I've spent quite a bit of time perusing the forum (and others), but I haven't found much information about the new miniPRO 260 model, which I own two of.

I bought my first miniPRO 260 from Amazon during the last sale. I was hesitant because of the smaller battery, but I figured that 1.5mi deficit was not a huge dealbreaker. When the unit arrived, however, I was surprised to see the app estimating an 11mi range with 100% battery. I know that range is dependent on riding style, temperature, weight, etc, but I at least expected the app to estimate the full 12.5mi range when fully charged. 

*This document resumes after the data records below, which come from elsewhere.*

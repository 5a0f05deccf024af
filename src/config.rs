//! Runtime configuration.
//!
//! Every section and field is optional in the TOML file; anything left out takes the default
//! below. CLI flags override the file.
//!
//! ```toml
//! [server]
//! addr = "127.0.0.1:8080"
//!
//! [content]
//! path = "data/my_themes.toml"
//!
//! [illustrations]
//! enabled = true
//! token_env = "HF_API_TOKEN"
//! max_attempts = 3
//!
//! [sessions]
//! max_sessions = 4096
//! snapshot_path = "data/sessions.json"
//! ```

use serde::{Deserialize, Serialize};
use std::fs;
use std::path::{Path, PathBuf};
use std::time::Duration;
use thiserror::Error;

use crate::illustration::{DEFAULT_ENDPOINT, DEFAULT_THUMBNAIL_PX, RetryPolicy};
use crate::sessions::MAX_SESSION_COUNT;

#[derive(Debug, Error)]
pub enum ConfigError {
    #[error("failed to read config {path}: {source}")]
    Read {
        path: PathBuf,
        #[source]
        source: std::io::Error,
    },
    #[error("invalid config: {0}")]
    Parse(#[from] toml::de::Error),
}

#[derive(Debug, Clone, Default, PartialEq, Serialize, Deserialize)]
#[serde(default)]
pub struct AppConfig {
    pub server: ServerConfig,
    pub content: ContentConfig,
    pub illustrations: IllustrationConfig,
    pub sessions: SessionConfig,
}

#[derive(Debug, Clone, PartialEq, Serialize, Deserialize)]
#[serde(default)]
pub struct ServerConfig {
    pub addr: String,
}

impl Default for ServerConfig {
    fn default() -> Self {
        Self {
            addr: "127.0.0.1:8080".to_string(),
        }
    }
}

/// Where themes come from. `None` means the bundled content.
#[derive(Debug, Clone, Default, PartialEq, Serialize, Deserialize)]
#[serde(default)]
pub struct ContentConfig {
    pub path: Option<PathBuf>,
}

#[derive(Debug, Clone, PartialEq, Serialize, Deserialize)]
#[serde(default)]
pub struct IllustrationConfig {
    pub enabled: bool,
    pub endpoint: String,
    /// Name of the environment variable holding the bearer token.
    pub token_env: String,
    pub timeout_secs: u64,
    pub max_attempts: u32,
    pub backoff_ms: u64,
    pub warmup_delay_ms: u64,
    pub max_warmup_ms: u64,
    pub thumbnail_px: u32,
}

impl Default for IllustrationConfig {
    fn default() -> Self {
        Self {
            enabled: false,
            endpoint: DEFAULT_ENDPOINT.to_string(),
            token_env: "HF_API_TOKEN".to_string(),
            timeout_secs: 60,
            max_attempts: 3,
            backoff_ms: 500,
            warmup_delay_ms: 2_000,
            max_warmup_ms: 20_000,
            thumbnail_px: DEFAULT_THUMBNAIL_PX,
        }
    }
}

impl IllustrationConfig {
    pub fn timeout(&self) -> Duration {
        Duration::from_secs(self.timeout_secs.max(1))
    }

    pub fn retry_policy(&self) -> RetryPolicy {
        RetryPolicy {
            max_attempts: self.max_attempts,
            backoff: Duration::from_millis(self.backoff_ms),
            warmup_delay: Duration::from_millis(self.warmup_delay_ms),
            max_warmup_delay: Duration::from_millis(self.max_warmup_ms),
            ..RetryPolicy::default()
        }
    }
}

#[derive(Debug, Clone, PartialEq, Serialize, Deserialize)]
#[serde(default)]
pub struct SessionConfig {
    pub max_sessions: usize,
    pub snapshot_path: Option<PathBuf>,
}

impl Default for SessionConfig {
    fn default() -> Self {
        Self {
            max_sessions: MAX_SESSION_COUNT,
            snapshot_path: None,
        }
    }
}

impl AppConfig {
    pub fn from_toml_str(text: &str) -> Result<Self, ConfigError> {
        Ok(toml::from_str(text)?)
    }

    pub fn load(path: impl AsRef<Path>) -> Result<Self, ConfigError> {
        let path = path.as_ref();
        let text = fs::read_to_string(path).map_err(|source| ConfigError::Read {
            path: path.to_path_buf(),
            source,
        })?;
        Self::from_toml_str(&text)
    }

    /// Defaults when no path is given.
    pub fn load_or_default(path: Option<&Path>) -> Result<Self, ConfigError> {
        match path {
            Some(path) => Self::load(path),
            None => Ok(Self::default()),
        }
    }
}
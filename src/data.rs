//! Serialized layout of puzzle content, as read from TOML content files.

use serde::{Deserialize, Serialize};

#[derive(Debug, Clone, Default, Serialize, Deserialize)]
pub struct ContentFile {
    #[serde(rename = "theme", default)]
    pub themes: Vec<ThemeRecord>,
}

#[derive(Debug, Clone, Serialize, Deserialize)]
pub struct ThemeRecord {
    pub name: String,
    #[serde(default)]
    pub description: String,
    #[serde(rename = "room", default)]
    pub rooms: Vec<RoomRecord>,
}

#[derive(Debug, Clone, Serialize, Deserialize)]
pub struct RoomRecord {
    pub name: String,
    #[serde(default)]
    pub description: String,
    #[serde(rename = "element", default)]
    pub elements: Vec<ElementRecord>,
}

#[derive(Debug, Clone, Serialize, Deserialize)]
pub struct ElementRecord {
    pub name: String,
    pub puzzle: String,
    pub hint: String,
    /// 1 = easy, 2 = medium, 3 = hard.
    #[serde(default = "default_difficulty")]
    pub difficulty: u8,
    #[serde(default)]
    pub answers: Vec<String>,
}

fn default_difficulty() -> u8 {
    1
}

Furthermore, I have only ever achieved about 7 miles of actual range on the miniPRO, with normal riding over flat terrain, and tires at 45psi (I weight 175lbs). Based on my research, I figured that this was way too low, so I exchanged the unit. The new miniPRO 260 now advertises 14mi on a full charge, but that instantly drops to 11mi the second any weight is placed on the foot sensors!

Does this happen to anybody else? The drop is universal at 3mi, meaning it will, for instance, go from 9 to 6 mi when at that level.  I guess I'm curious what other miniPRO 260 owners report their app saying, and if the range is actually that much different than mine. I just got the replacement unit this evening, and I haven't had a chance to ride it to empty yet, but so far it seems about in-line with my previous miniPRO.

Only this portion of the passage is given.